IMHO Not daft at all Ian...and it will work I am sure.... but I am not sure if it breaks any regs or rules :wink:

The second regulator will just not have any work to do... much the same as when it is passing the last bit of gas when the bottle is very nearly empty.

Mike


----------



## DABurleigh (May 9, 2005)

Or via an external BBQ point if you have one.

Dave


----------



## Chascass (May 10, 2007)

I would be very interested to know if this works. I asked Gaslow the very same question, they said it would not work as the first regulator needs the higher pressure to force the gas through the regulator, and would not then go through the second regulator, so I did not try. 

Charlie


----------



## ianhibs (May 1, 2005)

It's going to take 3 days for my bottle to arrive but I will post on here what happens.

Good idea Dave. That's what a lot of people do here. If only I had one...

Ian


----------



## WingPete (Jan 29, 2006)

*Spanish practices !*

I got caught out in Spain in Jan. Needed gas, but Calor propane ran out. No refills available. So purchased the Cepsa gas cyl, with regulator valve, but then found unable to connect to onboard regulator. Had to do bodge with rubber gas pipe, as supplied by vendor of Cepsa, piece of solid plastic from somewhere ? and length of water hose. Connected them al together with generous amount of superglue, and jubilee clips, and it worked. No leaks, thank goodness. Checked it out with soapy water to be sure, and functioned until got home . Get the converter kits before leaving home, you never know when may be needed.


----------



## Scotjimland (May 23, 2005)

ianhibs said:


> It may seem daft but it's by far the simplest way to connect it in and maintain the changeover function.
> 
> Ian


Hi Ian.. not a daft question but a regulator feeding a regulator won't work.. what you need is the bottle Jumbo Adaptor from Gaslow part no 01-1671. this is a valve that fits in place of the regulator on Norway, Spain, Portugal and Southern Ireland bottles..

Find it under adaptors : 
http://www.gaslow.co.uk/pages/products.htm

Not much help when your in Spain.. :?


----------



## billym (Dec 17, 2005)

You should find the regulator that Scotjimland has highlighted in any good camping shop in Spain.
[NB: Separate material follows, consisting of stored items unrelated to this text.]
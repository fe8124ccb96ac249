use job_log::{Event, EventType, ExampleRef, GenerationEntry, InMemoryLogRepository, LogRepository};
use serde_json::json;

#[test]
fn append_is_idempotent_by_event_id() {
    let repo = InMemoryLogRepository::new();
    let a = Event::new(EventType::Generation);
    let b = Event::new(EventType::JobUpdate);

    assert_eq!(repo.append_events("job", &[a.clone()]).expect("append a"), 1);
    // Re-flush de `a` junto con `b`: sólo `b` es nuevo
    assert_eq!(repo.append_events("job", &[a.clone(), b.clone()]).expect("append a+b"), 1);

    let stored = repo.read_events("job").expect("read");
    assert_eq!(stored.len(), 2);
    assert_eq!(stored[0].event_id, a.event_id);
    assert_eq!(stored[1].event_id, b.event_id);
}

#[test]
fn generations_and_events_are_independent_per_job() {
    let repo = InMemoryLogRepository::new();
    let entry = GenerationEntry { event_id: "e1".into(),
                                  input: json!({"text": "hola"}),
                                  output: json!({"label": "pos"}) };
    repo.append_generations("a", &[entry.clone(), entry.clone()]).expect("append");
    assert_eq!(repo.read_generations("a").expect("read a").len(), 1);
    assert!(repo.read_generations("b").expect("read b").is_empty());
    assert!(repo.read_events("a").expect("events a").is_empty());

    repo.delete_logs("a").expect("delete");
    assert!(repo.read_generations("a").expect("read after delete").is_empty());
}

#[test]
fn event_serializes_scalar_enum_and_example_refs() {
    let ev = Event::from_evaluation_metric(json!({"accuracy": 1.0}),
                                           json!({"instruction": "x"}),
                                           vec!["a".into(), "b".into()]).with_version(2);
    let value = serde_json::to_value(&ev).expect("serialize");
    assert_eq!(value["event_type"], json!("evaluation_run"));
    assert_eq!(value["example_id"], json!(["a", "b"]));
    assert_eq!(value["job_version"], json!(2));
    assert!(value["timestamp"].is_string());

    let single = Event::from_sample_metric(json!({}), json!({}), "ex-1");
    let back: Event = serde_json::from_str(&serde_json::to_string(&single).expect("ser")).expect("de");
    assert_eq!(back.example_id, Some(ExampleRef::One("ex-1".into())));
    assert_eq!(back.event_type, EventType::SampleEvaluation);
    assert_eq!(back.event_id.len(), 32);
}
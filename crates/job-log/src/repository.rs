// Archivo: repository.rs
// Propósito: definir el trait `LogRepository`, el contrato que deben
// implementar las persistencias de bitácoras (archivos, memoria, etc.).
use crate::domain::{Event, GenerationEntry, Keyed};
use crate::errors::Result;
use std::collections::HashSet;

/// Contrato de las bitácoras append-only de un job.
///
/// Todas las operaciones de escritura son idempotentes por `event_id`:
/// volver a anexar un registro ya persistido no lo duplica.
pub trait LogRepository: Send + Sync {
    /// Anexa eventos a la bitácora del job. Devuelve cuántos eran nuevos.
    fn append_events(&self, job_idx: &str, events: &[Event]) -> Result<usize>;

    /// Anexa entradas de generación. Devuelve cuántas eran nuevas.
    fn append_generations(&self, job_idx: &str, entries: &[GenerationEntry]) -> Result<usize>;

    /// Lee la bitácora completa de eventos en orden de escritura.
    fn read_events(&self, job_idx: &str) -> Result<Vec<Event>>;

    /// Lee la bitácora completa de generaciones en orden de escritura.
    fn read_generations(&self, job_idx: &str) -> Result<Vec<GenerationEntry>>;

    /// Elimina ambas bitácoras del job (no falla si no existen).
    fn delete_logs(&self, job_idx: &str) -> Result<()>;
}

/// Filtra los registros cuyo `event_id` ya existe en `existing` o que se
/// repiten dentro del mismo lote. Conserva el orden de llegada.
pub fn filter_new<'a, T: Keyed + Clone>(existing: impl IntoIterator<Item = &'a str>, items: &[T]) -> Vec<T> {
    let mut seen: HashSet<String> = existing.into_iter().map(str::to_string).collect();
    items.iter()
         .filter(|item| seen.insert(item.key().to_string()))
         .cloned()
         .collect()
}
It is a free flow connection 

Regulador libre para gas

You might find it in other shops but unlikely.


----------



## TonyHunt (Oct 10, 2005)

DABurleigh said:


> Or via an external BBQ point if you have one.
> 
> Dave


Dave, are you meaning that its possible to connect a spanish bottle and regulator to a BBQ socket fitted to the motorhome to feed gas back into the system. Just wondered as I have a double bottle gaslow system and just wondered what I would do if I couldnt get refilled for some reason.


----------



## Scotjimland (May 23, 2005)

billym said:


> You should find the regulator that Scotjimland has highlighted in any good camping shop in Spain. It is a free flow connection
> 
> Regulador libre para gas


Thanks for that, I wasn't aware they were sold in Spain ..

Jim


----------



## C7KEN (May 27, 2005)

Hi Jim
They are about 10.4 euros and I have got them for some members who have called in when passing. How much do Gaslow charge?


----------



## Scotjimland (May 23, 2005)

C7KEN said:


> Hi Jim
> They are about 10.4 euros and I have got them for some members who have called in when passing. How much do Gaslow charge?


Hi Ken

£12.95 + p&p ..


----------



## C7KEN (May 27, 2005)

Jim
That is doubling the price nearly. I can get them at a nearby Ferreteria also any necessary hoses. The same firm also supply Camping Gaz 907 at 8.5 euros thats why I always say they are a good easy to store standby for use anywhere over here and in the UK. The gas may be dearer but it would have solved the problem for the original poster


----------



## Scotjimland (May 23, 2005)

C7KEN said:


> Jim
> That is doubling the price nearly.


Sounds about right :lol: :lol: this is "rip off UK" :roll:

You should set yourself up with an on line shop .. :wink:


----------



## C7KEN (May 27, 2005)

Jim 
I am always here to help fellow members who are down this way


----------



## DABurleigh (May 9, 2005)

TonyHunt said:


> Dave, are you meaning that its possible to connect a spanish bottle and regulator to a BBQ socket fitted to the motorhome to feed gas back into the system. Just wondered as I have a double bottle gaslow system and just wondered what I would do if I couldnt get refilled for some reason.


Tony,

Yes. Knock up an adapter to do that, cheap and little bulk/weight, and you'll be set when the Gaslows run out with no Autogas. If I take a Gaz 901 in the van for BBQs hosted at other vans, then I have such an adapter as belt & braces in case I run out. I tend to run my diesel and gas low, because I have accurate gauges and hate filling up unnecessarily! 

Dave


----------



## spykal (May 9, 2005)

ScotJimland said:


> but a regulator feeding a regulator won't work.. ?


It did the last time I tried it but gaslow regulators may be different... the input side may need a high pressure to lift the valve...suck it and see Ian ...sorry I don't really mean suck it :lol:

Mike


----------



## DABurleigh (May 9, 2005)

Mike is quite right; the only accurate answer is "it depends"! 

I explored this and had a thread going with GT long ago wrt gas converted gennies running off the already regulated BBQ point. Sometimes it works and sometimes it doesn't, depending precisely on how the regulators are designed.

Dave


----------